Elain Brown Tech 08.21.2022 21:Aug PM EDT

Hotels, Travel Companies are Targeted by Hacker Using Fake Reservations

A malicious group tracked as TA558 is causing havoc on the hospitality industry.

TA558 is a group of threat actors that has been conducting activities alike since 2018. However, security researchers have detected that activities from the group have been seen to have an uptick for the past few months.

The malicious actors are targeting specific industries relating to hospitality. The attacks are usually carried out against travel agencies and hotel companies.

TA558 Hacking

The TA558 hacking group has been tracked by researchers since its malicious campaigns in 2018. The hacking group has since then been known to be a financially motivated group.

According to BleepingComputer, TA558 targets the hospitality industry in places like western Europe, North America, and Latin America. The actors compromise these organizations through malicious phishing campaigns written in English, Spanish, and Portuguese.

These emails are sent to travel companies, luring them to click it by using reservation or business related inquiries just like hotel room bookings.

It is possible that the emails contain malicious attachments or URLs that attempt to distribute one of at least 15 different payloads of malware.

These payloads are often remote access trojans (RATs), which can enable reconnaissance, data theft, and the dissemination of follow-on payloads.

The actors have been fracked through payload domains, delivery and installation techniques, command and control (C2) infrastructure, and a variety of email artifacts.

In addition, the malwares deployed by the group using phishing emails can steal credit card data which makes it a real threat to anyone affected.

TA558 Methodology

The attacks conducted by TA558 had seen a significant increase in 2022.

According to the investigation conducted at Proofpoint, in 2022, 90% of the malicious campaigns conducted by the threat actors have been in Spanish and Portuguese.
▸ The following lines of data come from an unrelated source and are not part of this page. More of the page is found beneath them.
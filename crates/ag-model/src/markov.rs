use ag_tensor::{mu_law, Batch, ComputeBackend, CpuBackend, Device, Shape, Tensor};
use rand::distributions::{Distribution, WeightedIndex};
use rand::rngs::StdRng;
use rand::SeedableRng;

use crate::arm::{Arm, Network, StepOutputs};
use crate::error::{ModelError, Result};
use crate::params::Parameters;

/// Parameter key read by [`MarkovArm::generate_step`].
pub const TEMPERATURE: &str = "temperature";

/// A first-order categorical autoregressive network over quantized classes.
///
/// Row `i` of the transition table holds the logits of the class following
/// class `i`. Each step reads the last class of every batch row and samples
/// the next one, greedily when no temperature is given.
///
/// Inputs: `[0]` the quantized signal `[batch, time]`, optionally `[1]` a
/// per-row temperature parameter (`[1]` or `[batch]`), used when the
/// `temperature` keyword is absent.
#[derive(Debug)]
pub struct MarkovArm {
    q_levels: usize,
    logits: Vec<f32>,
    decode_outputs: bool,
    seed: u64,
    rng: StdRng,
    backend: CpuBackend,
    training: bool,
    device: Device,
}

impl MarkovArm {
    /// Build from a `q_levels x q_levels` row-major transition logit table.
    pub fn new(q_levels: usize, logits: Vec<f32>) -> Result<Self> {
        if q_levels < 2 {
            return Err(ModelError::Other(format!(
                "q_levels must be >= 2, got {}",
                q_levels
            )));
        }
        if logits.len() != q_levels * q_levels {
            return Err(ModelError::TensorError(ag_tensor::TensorError::ShapeMismatch {
                expected: vec![q_levels, q_levels],
                got: vec![logits.len()],
            }));
        }
        Ok(MarkovArm {
            q_levels,
            logits,
            decode_outputs: false,
            seed: 0,
            rng: StdRng::seed_from_u64(0),
            backend: CpuBackend::new(),
            training: true,
            device: Device::Cpu,
        })
    }

    /// Estimate transition log-probabilities from a class sequence, with
    /// add-one smoothing so every transition stays reachable.
    pub fn from_sequence(q_levels: usize, classes: &[usize]) -> Result<Self> {
        if let Some(&bad) = classes.iter().find(|&&c| c >= q_levels) {
            return Err(ModelError::InvalidInput(format!(
                "class {} out of range for {} levels",
                bad, q_levels
            )));
        }
        let mut counts = vec![1.0f32; q_levels * q_levels];
        for pair in classes.windows(2) {
            counts[pair[0] * q_levels + pair[1]] += 1.0;
        }
        let mut logits = Vec::with_capacity(counts.len());
        for row in counts.chunks(q_levels) {
            let total: f32 = row.iter().sum();
            logits.extend(row.iter().map(|c| (c / total).ln()));
        }
        Self::new(q_levels, logits)
    }

    /// Base seed; batch `i` samples from `seed + i`.
    pub fn with_seed(mut self, seed: u64) -> Self {
        self.seed = seed;
        self.rng = StdRng::seed_from_u64(seed);
        self
    }

    /// Mu-law decode outputs to `[-1, 1]` in `after_generate`.
    pub fn with_decode(mut self, decode_outputs: bool) -> Self {
        self.decode_outputs = decode_outputs;
        self
    }

    pub fn q_levels(&self) -> usize {
        self.q_levels
    }

    fn temperatures(&self, inputs: &[Tensor], params: &Parameters) -> Result<Option<Vec<f32>>> {
        if let Some(temps) = params.get_f32s(TEMPERATURE)? {
            return Ok(Some(temps));
        }
        Ok(inputs.get(1).map(|t| t.data_f32().to_vec()))
    }

    fn next_class(&mut self, prev: usize, temperature: Option<f32>) -> Result<usize> {
        let q = self.q_levels;
        let row = &self.logits[prev * q..(prev + 1) * q];
        let Some(temp) = temperature else {
            let best = self.backend.argmax(row, q)?;
            return Ok(best[0]);
        };

        // Clamp to a very small positive value so zero means "almost greedy".
        let temp = if temp <= 0.0 { 1e-7 } else { temp };
        let scaled = self.backend.scale(row, 1.0 / temp)?;
        let probs = self.backend.softmax(&scaled, q)?;
        match WeightedIndex::new(&probs) {
            Ok(dist) => Ok(dist.sample(&mut self.rng)),
            // Degenerate weights after extreme scaling
            Err(_) => Ok(self.backend.argmax(row, q)?[0]),
        }
    }
}

impl Network for MarkovArm {
    fn is_training(&self) -> bool {
        self.training
    }

    fn set_training(&mut self, training: bool) {
        self.training = training;
    }

    fn device(&self) -> Device {
        self.device
    }

    fn to_device(&mut self, device: Device) -> Result<()> {
        if !device.is_available() {
            return Err(ModelError::DeviceUnavailable(device.to_string()));
        }
        self.device = device;
        Ok(())
    }
}

impl Arm for MarkovArm {
    fn shift(&self) -> usize {
        1
    }

    fn before_generate(&mut self, _batch: &Batch, batch_index: usize) -> Result<()> {
        self.rng = StdRng::seed_from_u64(self.seed.wrapping_add(batch_index as u64));
        tracing::debug!(batch = batch_index, q_levels = self.q_levels, "markov network reset");
        Ok(())
    }

    fn generate_step(
        &mut self,
        inputs: &[Tensor],
        _t: usize,
        params: &Parameters,
    ) -> Result<StepOutputs> {
        let signal = inputs.first().ok_or(ModelError::InputArity {
            expected: 1,
            got: 0,
        })?;
        let time = signal.time_len()?;
        if time == 0 {
            return Err(ModelError::InvalidInput(
                "empty context window".to_string(),
            ));
        }
        let batch = signal.shape().dim(0);
        let last = signal.narrow(1, time - 1, 1)?;
        if last.shape().numel() != batch {
            return Err(ModelError::InvalidInput(format!(
                "expected one class per row, got shape {}",
                signal.shape()
            )));
        }

        let temps = self.temperatures(inputs, params)?;
        if let Some(temps) = &temps {
            if temps.len() != 1 && temps.len() != batch {
                return Err(ModelError::InvalidInput(format!(
                    "{} temperatures for a batch of {}",
                    temps.len(),
                    batch
                )));
            }
        }

        let mut next = Vec::with_capacity(batch);
        for (row, &value) in last.data_f32().iter().enumerate() {
            let prev = (value.round().max(0.0) as usize).min(self.q_levels - 1);
            let temp = temps.as_ref().map(|t| t[row % t.len()]);
            next.push(self.next_class(prev, temp)? as f32);
        }

        let out = Tensor::from_vec(next, Shape::new(vec![batch, 1]))?.to_device(signal.device());
        Ok(StepOutputs::from(out))
    }

    fn after_generate(&mut self, outputs: Vec<Tensor>, _batch_index: usize) -> Result<Vec<Tensor>> {
        if !self.decode_outputs {
            return Ok(outputs);
        }
        outputs
            .iter()
            .map(|t| Ok(mu_law::decode(t, self.q_levels)?))
            .collect()
    }
}

#[cfg(test)]
mod tests {
    use super::*;

    fn cycle(q: usize) -> MarkovArm {
        // 0 -> 1 -> 2 -> ... -> q-1 -> 0, strongly
        let classes: Vec<usize> = (0..50 * q).map(|i| i % q).collect();
        MarkovArm::from_sequence(q, &classes).unwrap()
    }

    fn column(values: &[f32]) -> Tensor {
        Tensor::new(values.to_vec(), Shape::new(vec![values.len(), 1]))
    }

    #[test]
    fn test_rejects_bad_table() {
        assert!(MarkovArm::new(1, vec![0.0]).is_err());
        assert!(MarkovArm::new(3, vec![0.0; 8]).is_err());
        assert!(MarkovArm::from_sequence(2, &[0, 2]).is_err());
    }

    #[test]
    fn test_greedy_follows_cycle() {
        let mut net = cycle(4);
        net.before_generate(&Vec::new(), 0).unwrap();
        let out = net
            .generate_step(&[column(&[0.0, 3.0])], 1, &Parameters::new())
            .unwrap();
        let values = out.into_inner();
        let next = values[0].as_ref().unwrap();
        assert_eq!(next.shape().dims(), &[2, 1]);
        assert_eq!(next.data_f32(), &[1.0, 0.0]);
    }

    #[test]
    fn test_reads_last_step_of_window() {
        let mut net = cycle(4);
        let window = Tensor::new(vec![0.0, 1.0, 2.0], Shape::new(vec![1, 3]));
        let out = net.generate_step(&[window], 3, &Parameters::new()).unwrap();
        assert_eq!(out.into_inner()[0].as_ref().unwrap().data_f32(), &[3.0]);
    }

    #[test]
    fn test_seeded_sampling_is_reproducible() {
        let params = Parameters::new().with(TEMPERATURE, 2.0);
        let run = |seed: u64| {
            let mut net = MarkovArm::new(8, vec![0.0; 64]).unwrap().with_seed(seed);
            net.before_generate(&Vec::new(), 1).unwrap();
            (0..16)
                .map(|t| {
                    let out = net.generate_step(&[column(&[0.0])], t, &params).unwrap();
                    out.into_inner()[0].as_ref().unwrap().data_f32()[0]
                })
                .collect::<Vec<f32>>()
        };
        assert_eq!(run(11), run(11));
        assert!(run(11).iter().all(|&c| (0.0..8.0).contains(&c)));
    }

    #[test]
    fn test_temperature_from_parameter_input() {
        let mut net = cycle(4);
        let temps = Tensor::new(vec![1e-6], Shape::new(vec![1]));
        let out = net
            .generate_step(&[column(&[2.0]), temps], 0, &Parameters::new())
            .unwrap();
        assert_eq!(out.into_inner()[0].as_ref().unwrap().data_f32(), &[3.0]);
    }

    #[test]
    fn test_temperature_count_must_match_batch() {
        let mut net = cycle(4);
        let params = Parameters::new().with(TEMPERATURE, vec![1.0, 1.0, 1.0]);
        assert!(net
            .generate_step(&[column(&[0.0, 1.0])], 0, &params)
            .is_err());
    }

    #[test]
    fn test_missing_input() {
        let mut net = cycle(4);
        let err = net.generate_step(&[], 0, &Parameters::new()).unwrap_err();
        assert!(matches!(err, ModelError::InputArity { .. }));
    }

    #[test]
    fn test_after_generate_decodes() {
        let mut net = cycle(256).with_decode(true);
        let outputs = vec![Tensor::new(vec![0.0, 255.0], Shape::new(vec![1, 2]))];
        let decoded = net.after_generate(outputs, 0).unwrap();
        approx::assert_abs_diff_eq!(decoded[0].data_f32()[0], -1.0, epsilon = 1e-5);
        approx::assert_abs_diff_eq!(decoded[0].data_f32()[1], 1.0, epsilon = 1e-5);
    }

    #[test]
    fn test_device_placement() {
        let mut net = cycle(2);
        assert!(net.to_device(Device::Cuda(0)).is_err());
        assert!(net.to_device(Device::Cpu).is_ok());
        assert_eq!(net.device(), Device::Cpu);
    }
}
Languages are frequently switched by the threat actor within the same week.

TA558 has utilized at least 15 distinct types of malware, which oftentimes share command and control (C2) domains.

Campaigns distributed a variety of malicious software, including Loda, Revenge RAT, Vjw0rm, and AsyncRAT, amongst others.

The actors distribute their malware via a wide variety of delivery methods, such as URL attachments, RAR attachments, ISO attachments, and Office documents.

In the year 2022, the actors switched from utilizing macro-enabled Office documents to instead making use of container files such as RAR and ISO attachments.

This is probably because Microsoft made pronouncements in late 2021 and early 2022 about banning macros by default in Office products. These announcements prompted a shift in the threat landscape, which resulted in actors adopting new file types in order to deliver payloads.

Comparatively, TA558 only ran a total of five advertisements from 2018 through 2021, but in 2022, the company ran 27 campaigns that used URLs.

Hacker's Motivation

The reemergence of the group and the uptick in its campaign might possibly be due to the resumption of tourism activities. The restrictions of COVID-19 pandemic around the world have become less stringent and people are allowed to travel more, hence the increase in the number of victims as well.

Since 2018, TA558 has been an active threat actor that targets the hospitality industry, travel, and other industries related to these sectors.

The activity carried out by this actor may result in the theft of data affecting both the company and its customers, in addition to the possibility of monetary losses.

Proofpoint, after analyzing the data, has stated that the threat is financially motivated. This assessment was made based on the campaign, message volume, payloads, and victimology.